Lleva el partido que nos gobierna ya demasiado tiempo actuando como si gozara del mismo respaldo en la calle de quienes, creyéndose ingenuamente sus promesas de campaña, le dieron mayoritariamente su voto en las urnas hace cuatro años.

Hay por supuesto muchos que le votaron entonces por simpatizar ideológicamente con su proyecto de sociedad, un modelo claramente conservador, basado en la defensa de la ley y el orden y en la ciega creencia de que la iniciativa privada, y no el «despilfarrador» Estado, es quien mejor puede resolver todos los problemas.

Otros muchos, que en ocasiones anteriores habían votado tal vez a los socialistas, sintieron pánico ante la crisis que se abría y creyeron que un gobierno de derechas sería más del gusto del empresariado y de la Europa de los mercados y estaría en mejores condiciones de enderezar la economía y volver a crear el empleo que necesitaba un país con cerca de 6 millones de desempleados y más de un 50 por ciento de paro juvenil.

Esperanza en buena parte frustrada porque si el Gobierno puede felicitarse hoy de una mejora de las cifras macroeconómicas y se ha creado cierto empleo, el paro sigue en niveles astronómicos, y la incipiente recuperación ha sido a costa de una rebaja general de sueldos, del incremento del precariado, la proliferación de los contratos basura y gracias, por otro lado, a factores puramente externos como la caída del precio del petróleo o la depreciación del euro frente al dólar. Nada como para sacar pecho.

A cambio, durante todo ese tiempo los ciudadanos han visto estallar uno tras otro casos de corrupción que en países de mayor cultura democrática que el nuestro habrían provocado dimisiones en cadena, desde la propia cúspide del partito gobernante, y que, debido a maniobras iniciales de encubrimiento y a la lentitud de la administración de justicia, sólo hoy comienzan a ser juzgados sin que sepamos a ciencia cierta si acabarán un día en el banquillo todos los que tan descaradamente delinquieron.
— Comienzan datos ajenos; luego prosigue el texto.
//! Filter types for the data grid
//!
//! Column filters combine with AND. The global filter matches a
//! case-insensitive substring across every visible column.

use std::str::FromStr;

use gpui::SharedString;
use hashlink::LinkedHashMap;
use serde::{Deserialize, Serialize};
use tracing::warn;

use super::column::FilterKind;
use super::value::CellValue;

/// Comparison applied by a column filter
#[derive(Debug, Clone, Copy, PartialEq, Eq, Default, Serialize, Deserialize)]
#[serde(rename_all = "camelCase")]
pub enum FilterOperator {
    #[default]
    Equals,
    Contains,
    StartsWith,
    EndsWith,
    GreaterThan,
    LessThan,
    /// Inclusive range
    Between,
}

impl FilterOperator {
    /// Get the display label for the operator
    pub fn label(&self) -> &'static str {
        match self {
            Self::Equals => "=",
            Self::Contains => "contains",
            Self::StartsWith => "starts with",
            Self::EndsWith => "ends with",
            Self::GreaterThan => ">",
            Self::LessThan => "<",
            Self::Between => "between",
        }
    }

    /// Returns true if this operator requires two values
    pub fn requires_two_values(&self) -> bool {
        matches!(self, Self::Between)
    }

    /// Get all available operators in display order
    pub fn all() -> &'static [FilterOperator] {
        &[
            Self::Equals,
            Self::Contains,
            Self::StartsWith,
            Self::EndsWith,
            Self::GreaterThan,
            Self::LessThan,
            Self::Between,
        ]
    }

    /// Parse an operator name, falling back to equals with a warning
    pub fn parse_lenient(name: &str) -> Self {
        name.parse().unwrap_or_else(|_| {
            warn!(operator = name, "Unknown filter operator, using equals");
            Self::Equals
        })
    }
}

impl FromStr for FilterOperator {
    type Err = ();

    fn from_str(s: &str) -> Result<Self, Self::Err> {
        let key: String = s
            .chars()
            .filter(|c| !matches!(c, '_' | '-' | ' '))
            .flat_map(char::to_lowercase)
            .collect();
        match key.as_str() {
            "equals" | "eq" | "=" | "==" => Ok(Self::Equals),
            "contains" => Ok(Self::Contains),
            "startswith" => Ok(Self::StartsWith),
            "endswith" => Ok(Self::EndsWith),
            "greaterthan" | "gt" | ">" => Ok(Self::GreaterThan),
            "lessthan" | "lt" | "<" => Ok(Self::LessThan),
            "between" => Ok(Self::Between),
            _ => Err(()),
        }
    }
}

/// One active filter on a column
#[derive(Debug, Clone, PartialEq)]
pub struct ColumnFilter {
    pub column_id: SharedString,
    pub operator: FilterOperator,
    pub value: CellValue,
    /// Upper bound for [`FilterOperator::Between`]. Either bound may be
    /// null for an open-ended range.
    pub value_to: Option<CellValue>,
}

impl ColumnFilter {
    pub fn new(
        column_id: impl Into<SharedString>,
        operator: FilterOperator,
        value: impl Into<CellValue>,
    ) -> Self {
        Self {
            column_id: column_id.into(),
            operator,
            value: value.into(),
            value_to: None,
        }
    }

    pub fn between(
        column_id: impl Into<SharedString>,
        low: impl Into<CellValue>,
        high: impl Into<CellValue>,
    ) -> Self {
        Self {
            value_to: Some(high.into()),
            ..Self::new(column_id, FilterOperator::Between, low)
        }
    }

    /// Parse filter box text. Number and date columns accept `>v`, `<v`,
    /// `a..b` and `=v`; text columns default to contains and accept `=v`,
    /// `^v` (starts with) and `v$` (ends with).
    pub fn from_input(column_id: impl Into<SharedString>, kind: &FilterKind, text: &str) -> Self {
        let column_id = column_id.into();
        let text = text.trim();
        let value = |raw: &str| coerce(kind, raw.trim());

        match kind {
            FilterKind::Number | FilterKind::Date => {
                if let Some(rest) = text.strip_prefix('>') {
                    Self::new(column_id, FilterOperator::GreaterThan, value(rest))
                } else if let Some(rest) = text.strip_prefix('<') {
                    Self::new(column_id, FilterOperator::LessThan, value(rest))
                } else if let Some((low, high)) = text.split_once("..") {
                    let bound = |raw: &str| {
                        let raw = raw.trim();
                        if raw.is_empty() {
                            CellValue::Null
                        } else {
                            value(raw)
                        }
                    };
                    Self::between(column_id, bound(low), bound(high))
                } else {
                    let rest = text.strip_prefix('=').unwrap_or(text);
                    Self::new(column_id, FilterOperator::Equals, value(rest))
                }
            }
            _ => {
                if let Some(rest) = text.strip_prefix('=') {
                    Self::new(column_id, FilterOperator::Equals, value(rest))
                } else if let Some(rest) = text.strip_prefix('^') {
                    Self::new(column_id, FilterOperator::StartsWith, value(rest))
                } else if let Some(rest) = text.strip_suffix('$') {
                    Self::new(column_id, FilterOperator::EndsWith, value(rest))
                } else {
                    Self::new(column_id, FilterOperator::Contains, value(text))
                }
            }
        }
    }

    /// An empty value means "no filter". A range is active while either
    /// bound is set.
    pub fn is_active(&self) -> bool {
        !self.value.is_empty() || self.upper_bound().is_some()
    }

    fn lower_bound(&self) -> Option<&CellValue> {
        Some(&self.value).filter(|value| !value.is_empty())
    }

    fn upper_bound(&self) -> Option<&CellValue> {
        match self.operator {
            FilterOperator::Between => self.value_to.as_ref().filter(|value| !value.is_empty()),
            _ => None,
        }
    }

    /// Evaluate against a cell value. Null cells never match.
    pub fn matches(&self, cell: &CellValue) -> bool {
        use std::cmp::Ordering;

        if cell.is_null() {
            return false;
        }
        let text = || cell.display().to_lowercase();
        let needle = || self.value.display().to_lowercase();
        match self.operator {
            FilterOperator::Equals => cell.compare_loose(&self.value) == Ordering::Equal,
            FilterOperator::Contains => text().contains(&needle()),
            FilterOperator::StartsWith => text().starts_with(&needle()),
            FilterOperator::EndsWith => text().ends_with(&needle()),
            FilterOperator::GreaterThan => cell.compare_loose(&self.value) == Ordering::Greater,
            FilterOperator::LessThan => cell.compare_loose(&self.value) == Ordering::Less,
            FilterOperator::Between => {
                let (mut low, mut high) = (self.lower_bound(), self.upper_bound());
                if let (Some(a), Some(b)) = (low, high) {
                    if a.compare_loose(b) == Ordering::Greater {
                        (low, high) = (Some(b), Some(a));
                    }
                }
                low.is_none_or(|low| cell.compare_loose(low) != Ordering::Less)
                    && high.is_none_or(|high| cell.compare_loose(high) != Ordering::Greater)
            }
        }
    }

    /// Short chip text, e.g. `age > 30`
    pub fn describe(&self, column_label: &str) -> String {
        match (&self.operator, &self.value_to) {
            (FilterOperator::Between, Some(high)) => format!(
                "{column_label} {} {}..{}",
                self.operator.label(),
                self.value.display(),
                high.display()
            ),
            _ => format!(
                "{column_label} {} {}",
                self.operator.label(),
                self.value.display()
            ),
        }
    }
}

/// Typed value for a column's filter kind; unparsable input stays text
fn coerce(kind: &FilterKind, raw: &str) -> CellValue {
    let text = CellValue::from(raw);
    match kind {
        FilterKind::Number => text.as_f64().map(CellValue::Float).unwrap_or(text),
        FilterKind::Date => text.as_date().map(CellValue::Date).unwrap_or(text),
        _ => text,
    }
}

/// Active column filters in insertion order plus the global search text
#[derive(Debug, Clone, Default, PartialEq)]
pub struct FilterState {
    filters: LinkedHashMap<SharedString, ColumnFilter>,
    global: Option<String>,
}

impl FilterState {
    pub fn new() -> Self {
        Self::default()
    }

    /// Add or replace the filter for a column. An empty value removes it.
    pub fn set(&mut self, filter: ColumnFilter) {
        if filter.is_active() {
            self.filters.replace(filter.column_id.clone(), filter);
        } else {
            self.filters.remove(&filter.column_id);
        }
    }

    pub fn remove(&mut self, column_id: &str) -> bool {
        self.filters.remove(column_id).is_some()
    }

    pub fn get(&self, column_id: &str) -> Option<&ColumnFilter> {
        self.filters.get(column_id)
    }

    /// Column filters in the order they were first set
    pub fn filters(&self) -> impl Iterator<Item = &ColumnFilter> {
        self.filters.values()
    }

    /// Blank text clears the global filter
    pub fn set_global(&mut self, text: impl Into<String>) {
        let text = text.into();
        let trimmed = text.trim();
        self.global = (!trimmed.is_empty()).then(|| trimmed.to_string());
    }

    pub fn global(&self) -> Option<&str> {
        self.global.as_deref()
    }

    pub fn clear(&mut self) {
        self.filters.clear();
        self.global = None;
    }

    pub fn len(&self) -> usize {
        self.filters.len()
    }

    pub fn is_empty(&self) -> bool {
        self.filters.is_empty() && self.global.is_none()
    }
}

#[cfg(test)]
mod tests {
    use super::*;

    #[test]
    fn test_parse_operator_names() {
        assert_eq!(FilterOperator::parse_lenient("startsWith"), FilterOperator::StartsWith);
        assert_eq!(FilterOperator::parse_lenient("greater_than"), FilterOperator::GreaterThan);
        assert_eq!(FilterOperator::parse_lenient("Between"), FilterOperator::Between);
        assert_eq!(FilterOperator::parse_lenient("bogus"), FilterOperator::Equals);
    }

    #[test]
    fn test_text_operators_ignore_case() {
        let cell = CellValue::from("Grace Hopper");
        assert!(ColumnFilter::new("n", FilterOperator::Contains, "HOP").matches(&cell));
        assert!(ColumnFilter::new("n", FilterOperator::StartsWith, "grace").matches(&cell));
        assert!(ColumnFilter::new("n", FilterOperator::EndsWith, "PER").matches(&cell));
        assert!(ColumnFilter::new("n", FilterOperator::Equals, "grace hopper").matches(&cell));
        assert!(!ColumnFilter::new("n", FilterOperator::EndsWith, "grace").matches(&cell));
    }

    #[test]
    fn test_numeric_comparisons_coerce_text() {
        let cell = CellValue::Int(42);
        assert!(ColumnFilter::new("n", FilterOperator::GreaterThan, "9").matches(&cell));
        assert!(ColumnFilter::new("n", FilterOperator::LessThan, 42.5).matches(&cell));
        assert!(ColumnFilter::new("n", FilterOperator::Equals, "42").matches(&cell));
    }

    #[test]
    fn test_between_is_inclusive() {
        let filter = ColumnFilter::between("n", 10_i64, 20_i64);
        assert!(filter.matches(&CellValue::Int(10)));
        assert!(filter.matches(&CellValue::Int(20)));
        assert!(!filter.matches(&CellValue::Int(21)));
        // Reversed bounds are swapped
        assert!(ColumnFilter::between("n", 20_i64, 10_i64).matches(&CellValue::Int(15)));
    }

    #[test]
    fn test_open_ended_ranges() {
        let from = ColumnFilter::from_input("age", &FilterKind::Number, "20..");
        assert!(from.is_active());
        assert!(from.matches(&CellValue::Int(30)));
        assert!(from.matches(&CellValue::Int(20)));
        assert!(!from.matches(&CellValue::Int(10)));

        let upto = ColumnFilter::from_input("age", &FilterKind::Number, "..40");
        assert!(upto.is_active());
        assert!(upto.matches(&CellValue::Int(30)));
        assert!(!upto.matches(&CellValue::Int(50)));

        let mut state = FilterState::new();
        state.set(upto);
        assert!(state.get("age").is_some());

        state.set(ColumnFilter::from_input("age", &FilterKind::Number, " .. "));
        assert!(state.get("age").is_none());
    }

    #[test]
    fn test_null_never_matches() {
        let filter = ColumnFilter::new("n", FilterOperator::Contains, "");
        assert!(!filter.matches(&CellValue::Null));
    }

    #[test]
    fn test_number_input_syntax() {
        let gt = ColumnFilter::from_input("age", &FilterKind::Number, "> 30");
        assert_eq!(gt.operator, FilterOperator::GreaterThan);
        assert_eq!(gt.value, CellValue::Float(30.0));

        let range = ColumnFilter::from_input("age", &FilterKind::Number, "20..40");
        assert_eq!(range.operator, FilterOperator::Between);
        assert_eq!(range.value_to, Some(CellValue::Float(40.0)));

        let eq = ColumnFilter::from_input("age", &FilterKind::Number, "7");
        assert_eq!(eq.operator, FilterOperator::Equals);
    }

    #[test]
    fn test_text_input_syntax() {
        let kind = FilterKind::Text;
        assert_eq!(
            ColumnFilter::from_input("n", &kind, "^gr").operator,
            FilterOperator::StartsWith
        );
        assert_eq!(
            ColumnFilter::from_input("n", &kind, "per$").operator,
            FilterOperator::EndsWith
        );
        let contains = ColumnFilter::from_input("n", &kind, " hop ");
        assert_eq!(contains.operator, FilterOperator::Contains);
        assert_eq!(contains.value, CellValue::from("hop"));
        assert!(!ColumnFilter::from_input("n", &kind, "   ").is_active());
    }

    #[test]
    fn test_date_input_parses() {
        let filter = ColumnFilter::from_input("joined", &FilterKind::Date, ">2024-01-31");
        assert!(matches!(filter.value, CellValue::Date(_)));
    }

    #[test]
    fn test_empty_value_removes_filter() {
        let mut state = FilterState::new();
        state.set(ColumnFilter::new("name", FilterOperator::Contains, "a"));
        state.set(ColumnFilter::new("age", FilterOperator::GreaterThan, 3_i64));
        assert_eq!(state.len(), 2);

        state.set(ColumnFilter::new("name", FilterOperator::Contains, "  "));
        assert_eq!(state.len(), 1);
        assert!(state.get("name").is_none());
    }

    #[test]
    fn test_filters_keep_insertion_order() {
        let mut state = FilterState::new();
        state.set(ColumnFilter::new("b", FilterOperator::Equals, 1_i64));
        state.set(ColumnFilter::new("a", FilterOperator::Equals, 1_i64));
        state.set(ColumnFilter::new("b", FilterOperator::Equals, 2_i64));
        let ids: Vec<_> = state.filters().map(|f| f.column_id.to_string()).collect();
        assert_eq!(ids, vec!["b", "a"]);
    }

    #[test]
    fn test_blank_global_clears() {
        let mut state = FilterState::new();
        state.set_global("  ada ");
        assert_eq!(state.global(), Some("ada"));
        state.set_global("");
        assert!(state.is_empty());
    }
}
Y en medio de todo este inmenso desbarajuste, que debería abochornarnos como país, el Gobierno del Partido Popular se ha dedicado a legislar como si tuviera todavía la confianza del electorado, promulgando gracias a su mayoría absoluta leyes como la de Educación que rechaza casi en conjunto todo el sector al que va dirigida, o la popularmente llamada «ley mordaza», destinada a reprimir el descontento social que esa forma de gobernar está provocando.
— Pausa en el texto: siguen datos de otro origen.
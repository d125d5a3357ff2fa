//! Grid Feature - Local and Server-Mode Data Grids

pub mod data;
pub mod page;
Y, cada vez más aislado políticamente, vemos también cómo se ha sacado de la manga un proyecto de reforma de la ley electoral que va en sentido contrario al deseable pero del cree que le beneficiaría frente a quienes, más flexibles y dialogantes, podrían forjar en un futuro mayorías gracias a pactos de gobierno o alianzas de las que los Populares son claramente incapaces.
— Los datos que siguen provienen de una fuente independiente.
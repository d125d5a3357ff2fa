//! Tooltip Component
//!
//! Text tooltip view for GPUI's `.tooltip(...)` hook. GPUI positions the
//! tooltip near the pointer; the placement decides which side it slides in from.

use std::time::Duration;

use gpui::{
    AnimationExt, AnyView, App, AppContext, Context, IntoElement, ParentElement, Render,
    SharedString, Styled, Window, div, px,
};

use crate::constants::TOOLTIP_FADE_MS;
use crate::motion::{Easing, MotionTarget, Transition, apply_motion, gpui_animation};
use crate::theme::{Theme, Typography};

/// Preferred side of the trigger
#[derive(Debug, Clone, Copy, Default, PartialEq, Eq)]
pub enum TooltipPlacement {
    #[default]
    Top,
    Bottom,
    Left,
    Right,
}

impl TooltipPlacement {
    /// Starting offset, a few pixels back toward the trigger
    fn initial(self) -> MotionTarget {
        let (x, y) = match self {
            Self::Top => (0.0, 4.0),
            Self::Bottom => (0.0, -4.0),
            Self::Left => (4.0, 0.0),
            Self::Right => (-4.0, 0.0),
        };
        MotionTarget::HIDDEN.with_offset(x, y)
    }
}

/// Tooltip view
pub struct Tooltip {
    text: SharedString,
    placement: TooltipPlacement,
}

impl Tooltip {
    /// Build a tooltip view for `.tooltip(move |window, cx| Tooltip::text(..., cx))`
    pub fn text(text: impl Into<SharedString>, cx: &mut App) -> AnyView {
        Self::with_placement(text, TooltipPlacement::default(), cx)
    }

    pub fn with_placement(
        text: impl Into<SharedString>,
        placement: TooltipPlacement,
        cx: &mut App,
    ) -> AnyView {
        let text = text.into();
        cx.new(|_| Self { text, placement }).into()
    }
}

impl Render for Tooltip {
    fn render(&mut self, _window: &mut Window, cx: &mut Context<Self>) -> impl IntoElement {
        let palette = Theme::palette_of(cx);
        let initial = self.placement.initial();
        let transition = Transition::new(Duration::from_millis(TOOLTIP_FADE_MS), Easing::EaseOut);

        div()
            .px_2()
            .py_1()
            .rounded_md()
            .shadow_md()
            .bg(palette.tooltip_bg)
            .text_color(palette.tooltip_text)
            .text_size(px(Typography::TEXT_XS))
            .child(self.text.clone())
            .with_animation(
                "tooltip-fade",
                gpui_animation(transition),
                move |el, delta| apply_motion(el, initial.lerp(&MotionTarget::IDENTITY, delta)),
            )
    }
}
//! Feedback Feature - Toasts, Notifications and Modals

pub mod controller;
pub mod page;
Y en una muestra más de su soberbia y su olvido de las más elemental decencia democrática, trata de imponer también en el último momento de la legislatura un presupuesto a su medida que condicionaría gravemente a las Cortes siguientes sin que le importe lo más mínimo cuál vaya a ser su futura composición, con seguridad muy distinta de la actual.

Se trata, decía un constitucionalista, recordando a un clásico, de «reinar después de morir», ya que arrebataría al nuevo Parlamento que salga de las urnas y al futuro Gobierno de la nación, cualquiera que sea su color, el ejercicio de una de las principales potestades constitucionales como es la elaboración de un presupuesto.

A todo ello hay que añadir su desastrosa gestión del problema de Cataluña pues el Gobierno de Mariano Rajoy no ha hecho más que enconar el conflicto con su insultante desdén no ya sólo hacia la Generalitat, por demagógicas y reprobables que nos parezcan las acciones del gobierno autonómico, sino también para el pueblo catalán en su conjunto, que se siente con razón ninguneado.

Todo eso sólo puede llamarse «abuso», es decir «mal uso» del poder que un día dieron a ese partido los electores.